Fabian Tassano has written about Steven Pinker
Steven Pinker has become a bit of a hero for those not entirely seduced by the mediocratic project. He is perhaps the only prominent academic prepared to trumpet the idea that ability is at least partly inherited. This idea has, apparently, become highly controversial, a fact which a visiting Martian might find rather bizarre. When the Financial Times reviewed The Blank Slate, it treated* Pinker as some kind of firebrand radical, referring to his "dangerous work", and that it "would be best if it didn't get into the hands of those who would use it to terrifying ends".
Of course, what's most terrifying is our tendency to assume the proletariat, or for that matter, the welfare class, will carry on our way of life if we just teach them about it. It doesn't work like that. The sins of the father may, in the Lord's eyes, not be visited on the sons, but in this world the effects of those sins travel a long way through the generations. I'm prepare to assume that education helps a little, but I have noticed education itself is far more likely to be dumbed down so that new students can pass than for the new student to rise up to any real academic challenges.
The current education system encourages us to postpone marriage, childbearing, and meaningful work.
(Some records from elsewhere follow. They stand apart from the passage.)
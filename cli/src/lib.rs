//! Prediction Market CLI
//!
//! Builds, signs and submits transactions for the prediction-market program:
//! global config, market creation, swaps, liquidity and resolution. All
//! market math and state transitions live on-chain; this crate derives
//! addresses, encodes instructions, submits them and prints the resulting
//! account state.

pub mod commands;
pub mod context;
pub mod error;
pub mod executor;
pub mod pda;
pub mod settings;
pub mod state;
pub mod tx_builder;

pub use commands::{dispatch, Cli, Command, Outcome, ReadBack, Request};
pub use context::ClusterContext;
pub use error::{CliError, CliResult};
pub use executor::ChainClient;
But we are not in a vacuum, nor shall the children of others necessarily reject what their parents taught them and then sponge up what we have to say. Life goes on, and many of us find ourselves at key biologically inevitable moments, and then we realize our great loss. Of course, for many, it's important to cleave to a story line that rationalizes our past choices. The machinations of academia, career, entertainment, and the like help keep us busy and insulate many of us from fully experiencing the barreness we have acheived.